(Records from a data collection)
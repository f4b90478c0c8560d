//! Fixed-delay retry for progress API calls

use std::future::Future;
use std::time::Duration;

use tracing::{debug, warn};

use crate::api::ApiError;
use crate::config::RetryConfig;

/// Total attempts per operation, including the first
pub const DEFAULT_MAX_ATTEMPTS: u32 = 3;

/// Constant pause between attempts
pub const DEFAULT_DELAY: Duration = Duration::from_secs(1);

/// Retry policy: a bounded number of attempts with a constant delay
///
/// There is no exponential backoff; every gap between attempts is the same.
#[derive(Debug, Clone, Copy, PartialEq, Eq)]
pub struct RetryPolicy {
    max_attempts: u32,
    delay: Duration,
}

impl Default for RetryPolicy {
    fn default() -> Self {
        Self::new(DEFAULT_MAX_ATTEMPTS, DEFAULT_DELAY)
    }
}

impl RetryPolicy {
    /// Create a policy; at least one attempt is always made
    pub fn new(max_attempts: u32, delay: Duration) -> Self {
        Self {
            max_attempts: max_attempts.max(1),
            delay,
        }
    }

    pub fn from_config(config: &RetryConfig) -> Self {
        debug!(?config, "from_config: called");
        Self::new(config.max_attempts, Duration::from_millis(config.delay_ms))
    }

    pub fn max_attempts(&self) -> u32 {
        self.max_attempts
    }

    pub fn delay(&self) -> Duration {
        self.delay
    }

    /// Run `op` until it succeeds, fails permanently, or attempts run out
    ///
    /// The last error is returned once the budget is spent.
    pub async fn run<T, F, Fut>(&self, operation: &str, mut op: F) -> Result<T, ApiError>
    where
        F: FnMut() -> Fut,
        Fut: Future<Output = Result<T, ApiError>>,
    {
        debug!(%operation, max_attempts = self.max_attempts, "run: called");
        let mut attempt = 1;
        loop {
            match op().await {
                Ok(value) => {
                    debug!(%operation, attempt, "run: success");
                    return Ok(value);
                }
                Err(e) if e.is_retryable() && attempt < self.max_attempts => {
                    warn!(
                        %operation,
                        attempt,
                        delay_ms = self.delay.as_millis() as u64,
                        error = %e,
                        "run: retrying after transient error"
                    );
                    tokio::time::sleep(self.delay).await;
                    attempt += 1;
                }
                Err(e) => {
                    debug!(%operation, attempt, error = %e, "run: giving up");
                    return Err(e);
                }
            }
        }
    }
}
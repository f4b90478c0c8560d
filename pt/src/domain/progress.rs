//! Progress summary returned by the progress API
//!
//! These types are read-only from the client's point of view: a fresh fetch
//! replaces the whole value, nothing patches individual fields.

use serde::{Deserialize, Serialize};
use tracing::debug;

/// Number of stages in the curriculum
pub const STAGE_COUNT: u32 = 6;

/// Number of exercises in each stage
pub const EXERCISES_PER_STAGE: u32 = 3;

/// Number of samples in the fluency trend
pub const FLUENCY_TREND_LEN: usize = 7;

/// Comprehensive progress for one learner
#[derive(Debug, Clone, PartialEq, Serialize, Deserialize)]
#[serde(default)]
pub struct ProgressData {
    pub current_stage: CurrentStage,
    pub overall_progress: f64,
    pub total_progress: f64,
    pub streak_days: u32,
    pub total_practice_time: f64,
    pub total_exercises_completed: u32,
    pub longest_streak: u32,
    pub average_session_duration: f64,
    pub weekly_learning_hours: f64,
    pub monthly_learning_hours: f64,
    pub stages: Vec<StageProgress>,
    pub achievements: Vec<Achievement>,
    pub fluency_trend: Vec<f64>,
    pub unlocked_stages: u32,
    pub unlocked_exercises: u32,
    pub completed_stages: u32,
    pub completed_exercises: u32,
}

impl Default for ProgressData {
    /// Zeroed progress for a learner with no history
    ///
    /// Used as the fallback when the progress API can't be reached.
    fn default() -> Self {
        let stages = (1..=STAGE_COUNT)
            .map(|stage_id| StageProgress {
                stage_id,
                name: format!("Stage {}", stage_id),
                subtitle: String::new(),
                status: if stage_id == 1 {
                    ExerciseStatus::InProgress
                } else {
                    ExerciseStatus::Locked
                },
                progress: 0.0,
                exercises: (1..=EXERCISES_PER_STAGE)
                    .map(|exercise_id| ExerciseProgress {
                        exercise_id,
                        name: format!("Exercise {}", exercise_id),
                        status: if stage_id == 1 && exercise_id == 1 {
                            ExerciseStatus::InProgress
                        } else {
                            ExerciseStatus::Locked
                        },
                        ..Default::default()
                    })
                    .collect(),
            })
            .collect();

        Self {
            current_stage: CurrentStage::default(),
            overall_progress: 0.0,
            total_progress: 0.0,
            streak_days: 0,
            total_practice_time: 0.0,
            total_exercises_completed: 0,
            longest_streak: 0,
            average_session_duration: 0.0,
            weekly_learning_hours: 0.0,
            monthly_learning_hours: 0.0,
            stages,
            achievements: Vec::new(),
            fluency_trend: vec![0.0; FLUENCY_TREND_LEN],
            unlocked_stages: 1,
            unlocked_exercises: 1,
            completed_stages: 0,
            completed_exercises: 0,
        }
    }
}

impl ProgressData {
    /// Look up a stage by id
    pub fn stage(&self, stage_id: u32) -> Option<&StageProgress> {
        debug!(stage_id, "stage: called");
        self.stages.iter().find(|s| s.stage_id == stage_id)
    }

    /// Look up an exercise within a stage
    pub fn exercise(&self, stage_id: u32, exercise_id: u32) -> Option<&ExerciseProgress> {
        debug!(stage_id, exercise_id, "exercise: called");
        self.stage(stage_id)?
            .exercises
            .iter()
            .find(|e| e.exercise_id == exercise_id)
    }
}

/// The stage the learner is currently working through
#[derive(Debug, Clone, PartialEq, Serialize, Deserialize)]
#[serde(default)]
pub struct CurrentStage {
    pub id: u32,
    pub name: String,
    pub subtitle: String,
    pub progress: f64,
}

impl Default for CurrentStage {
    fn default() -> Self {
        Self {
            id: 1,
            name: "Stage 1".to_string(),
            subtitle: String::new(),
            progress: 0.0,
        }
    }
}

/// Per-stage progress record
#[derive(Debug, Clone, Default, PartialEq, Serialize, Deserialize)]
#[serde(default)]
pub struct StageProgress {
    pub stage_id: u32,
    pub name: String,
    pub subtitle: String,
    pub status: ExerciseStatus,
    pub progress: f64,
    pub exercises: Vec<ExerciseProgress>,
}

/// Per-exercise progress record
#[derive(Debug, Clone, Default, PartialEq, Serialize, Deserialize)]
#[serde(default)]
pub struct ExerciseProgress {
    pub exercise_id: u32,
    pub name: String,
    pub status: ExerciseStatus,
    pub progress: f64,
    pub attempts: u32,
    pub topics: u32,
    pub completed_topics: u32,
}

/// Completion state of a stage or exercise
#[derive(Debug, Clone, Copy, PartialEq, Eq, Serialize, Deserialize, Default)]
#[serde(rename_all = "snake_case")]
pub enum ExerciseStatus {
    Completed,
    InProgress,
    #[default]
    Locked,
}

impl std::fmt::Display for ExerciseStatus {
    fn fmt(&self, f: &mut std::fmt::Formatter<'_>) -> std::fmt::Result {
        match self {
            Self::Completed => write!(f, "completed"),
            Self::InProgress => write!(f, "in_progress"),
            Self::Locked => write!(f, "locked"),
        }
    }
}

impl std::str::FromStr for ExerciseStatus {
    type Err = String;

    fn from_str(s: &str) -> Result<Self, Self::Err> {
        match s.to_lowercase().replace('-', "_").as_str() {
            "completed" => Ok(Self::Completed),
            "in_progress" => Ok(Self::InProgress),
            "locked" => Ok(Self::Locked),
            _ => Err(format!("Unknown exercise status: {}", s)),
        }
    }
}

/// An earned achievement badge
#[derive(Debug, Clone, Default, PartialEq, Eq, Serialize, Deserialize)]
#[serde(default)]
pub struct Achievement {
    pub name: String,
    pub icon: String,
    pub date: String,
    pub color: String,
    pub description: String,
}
==
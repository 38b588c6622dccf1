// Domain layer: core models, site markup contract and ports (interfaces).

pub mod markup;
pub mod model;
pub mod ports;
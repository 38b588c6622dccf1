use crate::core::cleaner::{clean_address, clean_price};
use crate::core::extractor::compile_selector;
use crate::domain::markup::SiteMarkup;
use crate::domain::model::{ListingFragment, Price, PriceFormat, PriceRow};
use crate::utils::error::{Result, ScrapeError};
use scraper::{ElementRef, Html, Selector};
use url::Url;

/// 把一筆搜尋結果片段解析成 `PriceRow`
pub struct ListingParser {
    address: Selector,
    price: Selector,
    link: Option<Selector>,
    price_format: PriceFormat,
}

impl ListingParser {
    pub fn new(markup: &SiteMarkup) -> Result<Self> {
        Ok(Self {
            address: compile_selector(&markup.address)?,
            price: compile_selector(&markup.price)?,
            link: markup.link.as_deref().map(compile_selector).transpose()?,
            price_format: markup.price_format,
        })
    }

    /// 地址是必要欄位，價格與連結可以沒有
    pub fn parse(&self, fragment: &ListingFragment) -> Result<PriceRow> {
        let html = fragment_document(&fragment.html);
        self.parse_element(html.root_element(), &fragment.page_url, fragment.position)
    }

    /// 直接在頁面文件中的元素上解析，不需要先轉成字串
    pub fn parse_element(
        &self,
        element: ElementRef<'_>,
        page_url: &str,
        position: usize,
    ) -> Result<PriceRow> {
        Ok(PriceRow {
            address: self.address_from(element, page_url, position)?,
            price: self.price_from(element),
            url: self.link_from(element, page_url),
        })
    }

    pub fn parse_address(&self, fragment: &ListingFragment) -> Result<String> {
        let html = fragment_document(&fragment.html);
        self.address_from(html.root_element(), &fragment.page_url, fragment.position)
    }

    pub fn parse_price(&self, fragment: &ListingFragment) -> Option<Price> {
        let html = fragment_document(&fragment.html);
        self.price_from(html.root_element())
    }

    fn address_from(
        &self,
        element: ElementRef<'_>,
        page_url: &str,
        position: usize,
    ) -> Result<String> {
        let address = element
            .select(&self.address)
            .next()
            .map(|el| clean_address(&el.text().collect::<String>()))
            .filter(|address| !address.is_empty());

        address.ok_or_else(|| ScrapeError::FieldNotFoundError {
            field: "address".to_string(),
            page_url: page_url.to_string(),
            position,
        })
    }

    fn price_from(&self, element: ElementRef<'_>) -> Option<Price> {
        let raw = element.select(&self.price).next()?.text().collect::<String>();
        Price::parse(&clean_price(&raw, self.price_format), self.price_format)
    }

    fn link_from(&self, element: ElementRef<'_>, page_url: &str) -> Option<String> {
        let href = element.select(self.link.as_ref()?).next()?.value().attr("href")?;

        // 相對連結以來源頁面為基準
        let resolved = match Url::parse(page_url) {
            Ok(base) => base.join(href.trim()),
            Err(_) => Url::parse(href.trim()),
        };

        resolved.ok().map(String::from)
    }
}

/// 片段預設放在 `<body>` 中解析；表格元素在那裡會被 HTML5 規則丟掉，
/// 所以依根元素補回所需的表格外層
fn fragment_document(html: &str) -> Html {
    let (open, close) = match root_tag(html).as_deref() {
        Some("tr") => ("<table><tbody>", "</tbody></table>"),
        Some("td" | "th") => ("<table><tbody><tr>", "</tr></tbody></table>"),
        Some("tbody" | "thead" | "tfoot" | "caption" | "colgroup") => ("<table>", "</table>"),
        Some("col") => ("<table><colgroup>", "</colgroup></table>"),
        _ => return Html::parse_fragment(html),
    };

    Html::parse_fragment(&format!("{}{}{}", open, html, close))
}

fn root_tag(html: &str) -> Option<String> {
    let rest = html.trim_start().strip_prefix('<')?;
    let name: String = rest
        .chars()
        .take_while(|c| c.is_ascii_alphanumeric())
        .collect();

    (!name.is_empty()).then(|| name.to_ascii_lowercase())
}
==
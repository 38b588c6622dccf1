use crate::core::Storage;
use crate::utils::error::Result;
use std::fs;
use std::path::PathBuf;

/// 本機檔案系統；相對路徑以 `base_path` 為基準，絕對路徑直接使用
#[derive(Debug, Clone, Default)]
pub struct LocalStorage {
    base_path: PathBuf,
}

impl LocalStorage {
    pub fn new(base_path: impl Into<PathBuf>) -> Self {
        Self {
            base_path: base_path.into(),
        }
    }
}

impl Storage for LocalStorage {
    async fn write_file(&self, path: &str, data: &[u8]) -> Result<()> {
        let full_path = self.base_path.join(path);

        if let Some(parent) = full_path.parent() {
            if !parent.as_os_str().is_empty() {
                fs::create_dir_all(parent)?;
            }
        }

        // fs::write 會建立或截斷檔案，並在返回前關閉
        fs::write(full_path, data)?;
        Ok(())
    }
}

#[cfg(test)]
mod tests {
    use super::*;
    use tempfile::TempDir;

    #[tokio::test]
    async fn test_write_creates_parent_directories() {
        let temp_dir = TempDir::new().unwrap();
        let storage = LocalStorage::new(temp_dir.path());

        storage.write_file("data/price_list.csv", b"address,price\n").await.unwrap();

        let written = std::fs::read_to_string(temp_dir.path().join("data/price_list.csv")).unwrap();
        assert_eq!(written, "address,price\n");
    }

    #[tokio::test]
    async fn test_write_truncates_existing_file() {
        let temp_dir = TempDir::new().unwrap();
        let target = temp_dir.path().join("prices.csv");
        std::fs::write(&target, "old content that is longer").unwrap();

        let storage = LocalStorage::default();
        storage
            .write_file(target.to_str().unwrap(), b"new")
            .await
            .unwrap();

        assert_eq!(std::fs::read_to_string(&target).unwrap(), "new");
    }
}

**ABOUT THIS TASK:**
Copy each line from the data above that includes "RetryPolicy".

**ANSWER:**
pub struct RetryPolicy {
impl Default for RetryPolicy {
impl RetryPolicy {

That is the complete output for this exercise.